ACTION ITEM. In the listing below, find each line containing "over" and report it.

......

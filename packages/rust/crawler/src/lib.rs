//! Corpus crawling: directory walk, path filtering, and per-file extraction.
//!
//! This crate provides:
//! - [`PathFilter`]: OR-combined regular expressions over full file paths
//! - [`Crawler`]: sequential walker that turns matching files into documents

pub mod engine;

pub use engine::{CrawlProgress, CrawlReport, Crawler, PathFilter, SilentCrawlProgress};
//! docdigest CLI: map-reduce question answering over a document corpus.
//!
//! Extracts text from every matching file with Apache Tika, asks a local
//! Ollama model the same question of each chunk, and consolidates the answers.

mod batch;
mod commands;

use clap::Parser;
use color_eyre::eyre::Result;

use commands::Cli;

#[tokio::main]
async fn main() -> Result<()> {
    color_eyre::install()?;
    let cli = Cli::parse();
    commands::init_tracing(&cli);
    commands::run(cli).await
}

......

TASK SOLUTION.
//! - [`PathFilter`]: OR-combined regular expressions over full file paths
//! docdigest CLI: map-reduce question answering over a document corpus.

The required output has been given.